Has the look of a rather faded Aulonocara stuartgranti (Chinuni) to me but no way I would label a Aulonocara as pure from looks only. So many are crossed and line bred before they reach the normal shops. (Here at least)


----------



## firenzena (Nov 29, 2009)

Pretty fish you have.

Seem that all the guesses above have it as part of the Stuartgranti group which I would agree with, but I also agree that a 100% ID ( pure strain or mixed parentage) is hard when little of its history is known.

Have a look through the stuartgranti complex and you will find a number of possible contenders.


----------



## bsk83 (Aug 28, 2005)

noki said:


> Is the color more rusty reddish or yellowish?
> 
> If the fish was from a unknown mixed tank, it is not that likely that the fish would be a pure race.


YELLOW.... pic is off a lil.. but its yellow not orange. It came from a shop and its not a hybrid or mix, its pure. And its definitely not a flametail or a orange band... It may be a saulosi


----------



## Oscarlover (Jan 22, 2010)

Ya i dont know y that call it an orange band cuz in the picture, it definetely looks yellow


----------



## 24Tropheus (Jun 21, 2006)

bsk83 said:


> noki said:
> 
> 
> > Is the color more rusty reddish or yellowish?
> ...


Must be the only shop in the world that can promice thier Aulonocaras are pure. :lol: 
Aulonocara saulosi seems a good guess though.
Except it does not have a bullet shaped head.

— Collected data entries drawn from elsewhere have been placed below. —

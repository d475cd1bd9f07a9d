use crate::config::MinerSettings;
use crate::core::client::KaleidoClient;
use crate::core::session::FileSessionStore;
use crate::core::worker::MinerWorker;
use crate::core::Result;
use crate::utils::error::MinerError;
use crate::utils::validation;
use std::future::Future;
use std::path::Path;
use std::sync::atomic::{AtomicBool, Ordering};
use tokio::sync::watch;
use tokio::task::JoinSet;

/// The end-of-run report: how many wallets mined and what they were
/// paid in total.
#[derive(Debug, Clone, Copy, Default)]
pub struct MiningSummary {
    pub wallets: usize,
    pub total_paid: f64,
}

/// Spawns one worker task per wallet and coordinates their shutdown.
pub struct MiningCoordinator {
    settings: MinerSettings,
    running: AtomicBool,
}

impl MiningCoordinator {
    pub fn new(settings: MinerSettings) -> Self {
        Self {
            settings,
            running: AtomicBool::new(false),
        }
    }

    /// Reads the wallet list: one address per line, trimmed. Lines not
    /// starting with `0x` are skipped silently; malformed `0x` lines
    /// are skipped with a warning.
    pub fn load_wallets<P: AsRef<Path>>(path: P) -> Result<Vec<String>> {
        let data = std::fs::read_to_string(path)?;

        let mut wallets = Vec::new();
        for line in data.lines() {
            let line = line.trim();
            if !line.starts_with("0x") {
                continue;
            }
            match validation::validate_wallet_address("wallets_file", line) {
                Ok(()) => wallets.push(line.to_string()),
                Err(e) => tracing::warn!("Skipping malformed wallet address: {}", e),
            }
        }

        Ok(wallets)
    }

    /// Runs every worker until the `shutdown` future resolves, then
    /// broadcasts the stop, awaits each worker's final flush, and sums
    /// the paid totals.
    pub async fn run<F>(&self, shutdown: F) -> Result<MiningSummary>
    where
        F: Future<Output = ()>,
    {
        if self.running.swap(true, Ordering::SeqCst) {
            return Err(MinerError::AlreadyRunning);
        }

        let wallets = Self::load_wallets(&self.settings.wallets_file)?;
        if wallets.is_empty() {
            self.running.store(false, Ordering::SeqCst);
            return Err(MinerError::ConfigValidationError {
                field: "wallets_file".to_string(),
                message: format!(
                    "No valid wallets found in {}",
                    self.settings.wallets_file
                ),
            });
        }

        tracing::info!("Loaded {} wallet(s)", wallets.len());

        let api = match KaleidoClient::new(&self.settings) {
            Ok(api) => api,
            Err(e) => {
                self.running.store(false, Ordering::SeqCst);
                return Err(e);
            }
        };

        let (shutdown_tx, shutdown_rx) = watch::channel(false);
        let mut workers = JoinSet::new();

        for (index, wallet) in wallets.iter().enumerate() {
            let api = api.clone();
            let sessions = FileSessionStore::new(&self.settings.session_dir);
            let worker = MinerWorker::new(
                wallet.clone(),
                index + 1,
                api,
                sessions,
                self.settings.update_interval,
            );
            workers.spawn(worker.run(shutdown_rx.clone()));
        }

        shutdown.await;

        tracing::info!("Shutting down miners...");
        let _ = shutdown_tx.send(true);

        let mut total_paid = 0.0;
        while let Some(joined) = workers.join_next().await {
            match joined {
                Ok(paid) => total_paid += paid,
                Err(e) => tracing::error!("Worker task failed: {}", e),
            }
        }

        self.running.store(false, Ordering::SeqCst);

        Ok(MiningSummary {
            wallets: wallets.len(),
            total_paid,
        })
    }
}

If you were sure already why post?


----------



## Dave (Feb 9, 2003)

bsk83 said:


> It came from a shop and its not a hybrid or mix, its pure. And its definitely not a flametail or a orange band... It may be a saulosi


That seems a bit contradictory to me. How can you state that the fish is pure if you don't even know what it is?


----------



## Fogelhund (Dec 3, 2002)

bsk83 said:


> YELLOW.... pic is off a lil.. but its yellow not orange. It came from a shop and its not a hybrid or mix, its pure. And its definitely not a flametail or a orange band... It may be a saulosi


How do you know it is pure?

It isn't a saulosi.


----------



## bsk83 (Aug 28, 2005)

Fogelhund said:


> bsk83 said:
> 
> 
> > YELLOW.... pic is off a lil.. but its yellow not orange. It came from a shop and its not a hybrid or mix, its pure. And its definitely not a flametail or a orange band... It may be a saulosi
> ...


Because the guy I bought it from was very knowledgable... He even showed me the one fish that was a hybrid and warned of getting hybrids. I bought two fish from him and he wrote down the exact name of both fish right down to the island it came from and I lost the paper.. So I was hoping someone here knew what it was specifically.


----------



## Fogelhund (Dec 3, 2002)

Perhaps you could post a few more pictures, including more from the side of the fish.


----------



## bsk83 (Aug 28, 2005)

Fogelhund said:


> Perhaps you could post a few more pictures, including more from the side of the fish.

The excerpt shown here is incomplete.